DATA EXTRACTS:
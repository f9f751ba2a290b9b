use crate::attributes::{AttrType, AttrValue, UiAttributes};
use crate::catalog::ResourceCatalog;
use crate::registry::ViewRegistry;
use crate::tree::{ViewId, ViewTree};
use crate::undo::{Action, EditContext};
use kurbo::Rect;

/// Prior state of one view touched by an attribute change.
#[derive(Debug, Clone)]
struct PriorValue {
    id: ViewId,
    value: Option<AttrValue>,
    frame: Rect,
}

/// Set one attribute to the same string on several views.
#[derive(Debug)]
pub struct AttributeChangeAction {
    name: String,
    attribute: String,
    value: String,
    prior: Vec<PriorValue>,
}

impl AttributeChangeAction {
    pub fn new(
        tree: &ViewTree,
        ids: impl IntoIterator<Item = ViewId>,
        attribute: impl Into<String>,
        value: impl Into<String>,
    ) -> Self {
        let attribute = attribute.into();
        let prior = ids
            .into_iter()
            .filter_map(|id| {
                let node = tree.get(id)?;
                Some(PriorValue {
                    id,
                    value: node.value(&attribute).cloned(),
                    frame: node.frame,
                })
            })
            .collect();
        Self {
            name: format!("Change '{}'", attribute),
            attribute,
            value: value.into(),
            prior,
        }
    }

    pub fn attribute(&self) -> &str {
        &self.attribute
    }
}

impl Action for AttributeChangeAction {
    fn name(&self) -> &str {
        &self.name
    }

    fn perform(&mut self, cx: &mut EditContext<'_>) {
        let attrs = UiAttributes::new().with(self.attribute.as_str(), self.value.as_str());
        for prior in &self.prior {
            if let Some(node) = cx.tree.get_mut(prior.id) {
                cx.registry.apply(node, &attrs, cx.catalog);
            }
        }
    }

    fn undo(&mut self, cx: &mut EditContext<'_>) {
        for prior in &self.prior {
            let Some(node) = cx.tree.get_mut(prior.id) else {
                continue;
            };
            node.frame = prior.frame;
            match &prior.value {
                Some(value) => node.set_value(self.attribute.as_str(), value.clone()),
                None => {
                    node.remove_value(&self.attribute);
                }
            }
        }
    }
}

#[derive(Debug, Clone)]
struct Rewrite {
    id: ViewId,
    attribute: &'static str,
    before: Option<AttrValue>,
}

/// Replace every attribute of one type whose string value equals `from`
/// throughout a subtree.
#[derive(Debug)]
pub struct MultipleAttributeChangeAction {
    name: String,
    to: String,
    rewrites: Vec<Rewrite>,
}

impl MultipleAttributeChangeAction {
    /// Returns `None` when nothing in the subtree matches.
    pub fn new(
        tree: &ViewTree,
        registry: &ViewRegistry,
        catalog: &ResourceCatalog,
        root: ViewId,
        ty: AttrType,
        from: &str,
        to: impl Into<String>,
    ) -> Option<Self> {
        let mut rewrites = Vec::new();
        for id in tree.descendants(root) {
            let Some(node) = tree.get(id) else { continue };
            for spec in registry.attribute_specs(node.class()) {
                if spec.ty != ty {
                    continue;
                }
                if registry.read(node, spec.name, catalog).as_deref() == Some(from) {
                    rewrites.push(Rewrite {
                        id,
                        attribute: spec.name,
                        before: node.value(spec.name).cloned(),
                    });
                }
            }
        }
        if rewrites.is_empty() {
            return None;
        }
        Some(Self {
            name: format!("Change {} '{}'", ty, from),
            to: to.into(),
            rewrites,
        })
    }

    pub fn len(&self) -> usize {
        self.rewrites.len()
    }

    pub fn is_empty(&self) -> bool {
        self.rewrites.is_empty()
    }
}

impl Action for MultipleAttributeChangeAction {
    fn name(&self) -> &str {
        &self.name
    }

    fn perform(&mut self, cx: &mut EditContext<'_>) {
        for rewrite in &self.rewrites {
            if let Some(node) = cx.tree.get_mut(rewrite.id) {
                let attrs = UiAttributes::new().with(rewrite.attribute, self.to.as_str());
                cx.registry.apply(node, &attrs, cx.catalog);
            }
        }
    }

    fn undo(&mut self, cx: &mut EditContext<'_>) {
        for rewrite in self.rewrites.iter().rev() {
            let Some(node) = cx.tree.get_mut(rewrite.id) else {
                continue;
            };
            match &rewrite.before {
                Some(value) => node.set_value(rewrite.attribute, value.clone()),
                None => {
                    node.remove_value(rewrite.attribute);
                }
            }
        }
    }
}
---
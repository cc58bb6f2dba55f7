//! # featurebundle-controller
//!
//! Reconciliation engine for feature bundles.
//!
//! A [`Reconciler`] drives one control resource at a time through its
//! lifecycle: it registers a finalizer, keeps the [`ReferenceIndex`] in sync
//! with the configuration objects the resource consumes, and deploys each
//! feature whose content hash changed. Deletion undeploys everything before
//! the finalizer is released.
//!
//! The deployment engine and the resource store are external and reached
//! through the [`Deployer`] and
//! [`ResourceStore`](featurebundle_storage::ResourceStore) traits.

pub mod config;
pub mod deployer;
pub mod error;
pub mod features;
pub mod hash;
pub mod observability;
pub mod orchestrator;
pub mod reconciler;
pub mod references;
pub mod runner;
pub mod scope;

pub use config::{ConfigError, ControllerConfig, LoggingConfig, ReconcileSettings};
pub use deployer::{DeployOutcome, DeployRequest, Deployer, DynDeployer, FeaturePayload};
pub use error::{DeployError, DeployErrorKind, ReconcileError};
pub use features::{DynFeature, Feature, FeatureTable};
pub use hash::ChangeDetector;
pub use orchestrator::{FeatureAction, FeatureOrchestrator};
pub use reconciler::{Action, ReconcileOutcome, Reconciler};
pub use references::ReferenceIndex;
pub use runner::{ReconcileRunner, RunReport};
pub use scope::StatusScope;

PROBLEM DETAILS: Scan the listing above and copy all lines containing the word "MultipleAttributeChangeAction".

RESPONSE BOX:
pub struct MultipleAttributeChangeAction {
impl MultipleAttributeChangeAction {
impl Action for MultipleAttributeChangeAction {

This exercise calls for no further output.